Gradient Boosted Decision Trees for High Dimensional Sparse Output

Authors: Si Si, Huan Zhang, S. Sathiya Keerthi, Dhruv Mahajan, Inderjit S. Dhillon, Cho-Jui Hsieh

ICML 2017 | Conference PDF | Archive PDF | Plain Text | LLM Run Details

Reproducibility Variable Result LLM Response
Research Type Experimental Finally, we apply our algorithm to extreme multilabel classification problems, and show that the proposed GBDT-SPARSE achieves an order of magnitude improvements in model size and prediction time over existing methods, while yielding similar performance.
Researcher Affiliation Collaboration 1Google Research, Mountain View, USA 2University of California at Davis, Davis, USA 3Microsoft, Mountain View, USA 4Facebook, Menlo Park, USA 5University of Texas at Austin, Austin, USA.
Pseudocode Yes Algorithm 1: GBDT-SPARSE tree node splitting algorithm
Open Source Code No The paper refers to a link for Light GBM, a baseline method ('https://github.com/Microsoft/LightGBM'), but does not provide a link or statement about the availability of their own GBDT-SPARSE code.
Open Datasets Yes Data: We conducted experiments on 5 standard and publicly available multi-label learning datasets.3 Table 2 shows the associated details. NUS-WIDE is available at http://lms.comp.nus.edu.sg/ research/NUS-WIDE.htm. All other datasets are available at http://manikvarma.org/downloads/XC/XMLRepository.html.
Dataset Splits No The paper mentions 'training samples' and 'testing samples' in Table 2, but does not explicitly define a 'validation' dataset split or describe the methodology for creating such a split.
Hardware Specification Yes All experiments are conducted on a machine with an Intel Xeon X5440 2.83GHz CPU and 32GB RAM. For PD-Sparse we use a similar machine with 192GB memory due to its large memory footprint.
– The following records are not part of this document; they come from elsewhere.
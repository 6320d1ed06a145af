use std::sync::Arc;
use std::time::Instant;

use tracing::info;
use weedle_http::{HttpConfig, ReqwestTransport};
use weedle_query::{QueryClient, QueryConfig};

use crate::dto::*;
use crate::endpoints::*;
use crate::{shape_clusters, ClusterFilter, ClusterView, DashboardMetrics, MetricsHandle, WeedleApi, WeedleError, WeedleResult};

/// Remote implementation backed by the query cache.
#[derive(Clone)]
pub struct HttpApi {
    client: QueryClient,
}

impl HttpApi {
    pub fn new(client: QueryClient) -> Self { Self { client } }

    /// Reqwest transport and cache settings from `WEEDLE_*` variables.
    pub fn from_env() -> WeedleResult<Self> {
        let transport = ReqwestTransport::new(HttpConfig::from_env()).map_err(|e| WeedleError::Internal(e.to_string()))?;
        Ok(Self::new(QueryClient::new(Arc::new(transport), QueryConfig::from_env())))
    }

    pub fn client(&self) -> &QueryClient { &self.client }
}

fn owned<T: Clone>(v: Arc<T>) -> T { Arc::try_unwrap(v).unwrap_or_else(|shared| (*shared).clone()) }

#[async_trait::async_trait]
impl WeedleApi for HttpApi {
    async fn clusters(&self) -> WeedleResult<Vec<ClusterView>> {
        let t0 = Instant::now();
        let raw = self.client.fetch::<GetClusters>(&()).await?;
        let out = shape_clusters(&raw);
        info!(count = out.len(), took_ms = %t0.elapsed().as_millis(), "api: clusters ok");
        Ok(out)
    }

    async fn metrics(&self, filter: &ClusterFilter) -> WeedleResult<DashboardMetrics> {
        let t0 = Instant::now();
        let mut handle = MetricsHandle::subscribe(&self.client, filter.clone());
        let snap = handle.settled().await?;
        if let Some(e) = snap.error {
            return Err(e.into());
        }
        metrics::histogram!("api_metrics_ms", t0.elapsed().as_secs_f64() * 1_000.0, "scope" => filter.scope());
        info!(filter = %filter, took_ms = %t0.elapsed().as_millis(), "api: metrics ok");
        Ok(snap.metrics)
    }

    async fn dashboard(&self) -> WeedleResult<DashboardData> {
        Ok(owned(self.client.fetch::<GetDashboardData>(&()).await?))
    }

    async fn statistics(&self) -> WeedleResult<Statistics> {
        Ok(owned(self.client.fetch::<GetStatistics>(&()).await?))
    }

    async fn companies(&self) -> WeedleResult<Vec<Company>> {
        let t0 = Instant::now();
        let out = owned(self.client.fetch::<GetCompanies>(&()).await?);
        info!(count = out.len(), took_ms = %t0.elapsed().as_millis(), "api: companies ok");
        Ok(out)
    }

    async fn company(&self, id: &str) -> WeedleResult<Company> {
        Ok(owned(self.client.fetch::<GetCompanyById>(&id.to_string()).await?))
    }

    async fn companies_by_cluster(&self, cluster_id: &str) -> WeedleResult<Vec<Company>> {
        Ok(owned(self.client.fetch::<GetCompaniesByCluster>(&cluster_id.to_string()).await?))
    }

    async fn companies_report(&self) -> WeedleResult<ReportData> {
        Ok(owned(self.client.fetch::<GetCompaniesReport>(&()).await?))
    }

    async fn leads(&self, filters: &LeadFilters) -> WeedleResult<LeadsResponse> {
        let t0 = Instant::now();
        let out = owned(self.client.fetch::<GetLeads>(filters).await?);
        info!(count = out.leads.len(), total = out.total, took_ms = %t0.elapsed().as_millis(), "api: leads ok");
        Ok(out)
    }

    async fn simulate_lead(&self, lead: SimulateLeadRequest) -> WeedleResult<SimulateLeadResponse> {
        lead.validate().map_err(WeedleError::Validation)?;
        let t0 = Instant::now();
        let out = self.client.mutate::<SimulateLead>(&lead).await?;
        metrics::counter!("api_leads_simulated_total", 1u64);
        info!(lead_id = %out.lead_id, took_ms = %t0.elapsed().as_millis(), "api: simulate_lead ok");
        Ok(out)
    }

    async fn create_company(&self, company: CompanyPatch) -> WeedleResult<Company> {
        Ok(self.client.mutate::<CreateCompany>(&company).await?)
    }

    async fn update_company(&self, id: &str, updates: CompanyPatch) -> WeedleResult<Company> {
        Ok(self.client.mutate::<UpdateCompany>(&(id.to_string(), updates)).await?)
    }

    async fn delete_company(&self, id: &str) -> WeedleResult<()> {
        self.client.mutate::<DeleteCompany>(&id.to_string()).await?;
        Ok(())
    }

    async fn cluster(&self, id: &str) -> WeedleResult<Cluster> {
        Ok(owned(self.client.fetch::<GetClusterById>(&id.to_string()).await?))
    }

    async fn create_cluster(&self, cluster: ClusterPatch) -> WeedleResult<Cluster> {
        let out = self.client.mutate::<CreateCluster>(&cluster).await?;
        info!(id = %out.id, "api: cluster created");
        Ok(out)
    }

    async fn update_cluster(&self, id: &str, updates: ClusterPatch) -> WeedleResult<Cluster> {
        Ok(self.client.mutate::<UpdateCluster>(&(id.to_string(), updates)).await?)
    }

    async fn delete_cluster(&self, id: &str) -> WeedleResult<()> {
        self.client.mutate::<DeleteCluster>(&id.to_string()).await?;
        info!(id, "api: cluster deleted");
        Ok(())
    }
}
We run our algorithm with Delicious-200K on a 28-core dual socket E5-2683v3 machine
Software Dependencies No The paper mentions various baselines like XGBoost, Light GBM, LEML, FASTXML, SLEEC, and PD-SPARSE, stating they used 'their highly optimized C++ implementation published along with the original papers,' but does not provide specific version numbers for any software, including their own.
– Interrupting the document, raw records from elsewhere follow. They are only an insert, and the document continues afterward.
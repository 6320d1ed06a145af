//! Weedle public API façade.
//!
//! This crate defines the typed surface frontends (CLI and tests) depend on:
//! the endpoint catalogue, wire DTOs, dashboard shaping helpers and the
//! `WeedleApi` trait with a remote (`HttpApi`) and an in-memory (`MockApi`)
//! implementation.

#![forbid(unsafe_code)]

use std::fmt;
use std::str::FromStr;

use serde::{Deserialize, Serialize};
use weedle_query::QueryError;

pub mod clusters;
pub mod dashboard;
pub mod dto;
pub mod endpoints;
mod http;
mod mock;
mod rows;
mod session;

pub use clusters::{shape_clusters, ClusterView};
pub use dashboard::{DashboardMetrics, MetricsHandle, MetricsSnapshot};
pub use dto::*;
pub use http::HttpApi;
pub use mock::{sample_nps_analytics, MockApi};
pub use session::SessionStore;

// Cache tag kinds
pub const COMPANY: &str = "Company";
pub const CLUSTER: &str = "Cluster";
pub const DASHBOARD: &str = "Dashboard";
pub const STATISTICS: &str = "Statistics";
pub const REPORT: &str = "Report";

/// API errors carrying a message fit for the user.
#[derive(Debug, Clone, PartialEq, Eq, thiserror::Error, Serialize, Deserialize)]
pub enum WeedleError {
    #[error("validation: {0}")]
    Validation(String),
    #[error("not_found: {0}")]
    NotFound(String),
    #[error("unavailable: {0}")]
    Unavailable(String),
    #[error("internal: {0}")]
    Internal(String),
}

impl WeedleError {
    pub fn message(&self) -> &str {
        match self {
            WeedleError::Validation(m) | WeedleError::NotFound(m) | WeedleError::Unavailable(m) | WeedleError::Internal(m) => m,
        }
    }
}

impl From<QueryError> for WeedleError {
    fn from(e: QueryError) -> Self {
        let msg = e.user_message();
        match &e {
            QueryError::Rejected(_) => match e.status() {
                Some(404) => WeedleError::NotFound(msg),
                Some(400 | 422) => WeedleError::Validation(msg),
                _ => WeedleError::Internal(msg),
            },
            QueryError::Exhausted { .. } => WeedleError::Unavailable(msg),
            QueryError::Decode(detail) => WeedleError::Internal(format!("{msg} ({detail})")),
            QueryError::Cancelled => WeedleError::Internal("request cancelled".to_string()),
        }
    }
}

pub type WeedleResult<T> = Result<T, WeedleError>;

/// Scope of the dashboard KPIs: every cluster or a single one.
#[derive(Debug, Clone, PartialEq, Eq, Hash, Default, Serialize, Deserialize)]
pub enum ClusterFilter {
    #[default]
    All,
    Id(String),
}

impl ClusterFilter {
    pub fn id(&self) -> Option<&str> {
        match self {
            ClusterFilter::All => None,
            ClusterFilter::Id(id) => Some(id),
        }
    }

    /// Bounded label for metrics: `all` or `cluster`, never the id itself.
    pub fn scope(&self) -> &'static str {
        match self {
            ClusterFilter::All => "all",
            ClusterFilter::Id(_) => "cluster",
        }
    }
}

impl FromStr for ClusterFilter {
    type Err = std::convert::Infallible;

    /// `"all"` (any case) or an empty string selects every cluster.
    fn from_str(s: &str) -> Result<Self, Self::Err> {
        let s = s.trim();
        if s.is_empty() || s.eq_ignore_ascii_case("all") {
            Ok(ClusterFilter::All)
        } else {
            Ok(ClusterFilter::Id(s.to_string()))
        }
    }
}

impl fmt::Display for ClusterFilter {
    fn fmt(&self, f: &mut fmt::Formatter<'_>) -> fmt::Result { f.write_str(self.id().unwrap_or("all")) }
}

/// Declarative Weedle API surface.
#[async_trait::async_trait]
pub trait WeedleApi: Send + Sync {
    /// Cluster aggregates shaped for display.
    async fn clusters(&self) -> WeedleResult<Vec<ClusterView>>;

    /// The five headline KPIs for a cluster filter.
    async fn metrics(&self, filter: &ClusterFilter) -> WeedleResult<DashboardMetrics>;

    async fn dashboard(&self) -> WeedleResult<DashboardData>;

    async fn statistics(&self) -> WeedleResult<Statistics>;

    async fn companies(&self) -> WeedleResult<Vec<Company>>;

    async fn company(&self, id: &str) -> WeedleResult<Company>;

    async fn companies_by_cluster(&self, cluster_id: &str) -> WeedleResult<Vec<Company>>;

    async fn companies_report(&self) -> WeedleResult<ReportData>;

    async fn leads(&self, filters: &LeadFilters) -> WeedleResult<LeadsResponse>;

    /// Validates the request before sending it.
    async fn simulate_lead(&self, lead: SimulateLeadRequest) -> WeedleResult<SimulateLeadResponse>;

    async fn create_company(&self, company: CompanyPatch) -> WeedleResult<Company>;

    async fn update_company(&self, id: &str, updates: CompanyPatch) -> WeedleResult<Company>;

    async fn delete_company(&self, id: &str) -> WeedleResult<()>;

    /// A cluster entity with its companies.
    async fn cluster(&self, id: &str) -> WeedleResult<Cluster>;

    async fn create_cluster(&self, cluster: ClusterPatch) -> WeedleResult<Cluster>;

    async fn update_cluster(&self, id: &str, updates: ClusterPatch) -> WeedleResult<Cluster>;

    async fn delete_cluster(&self, id: &str) -> WeedleResult<()>;
}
Experiment Setup Yes For our method, we kept most of the parameters fixed for all the datasets: hmax = 10, nleaf = 100, and, λ = 5, where hmax and nleaf are the maximum level of the tree and the minimal number of data points in each leaf. Leaf node sparsity k was set to 100 for Delicious-200K and 20 for all others. This parameter can be very intuitively set as an increasing function of label set size. We hand tuned the projection dimensionality d and set it to 100 for Delicious and Wiki10-31K, and 50 for others.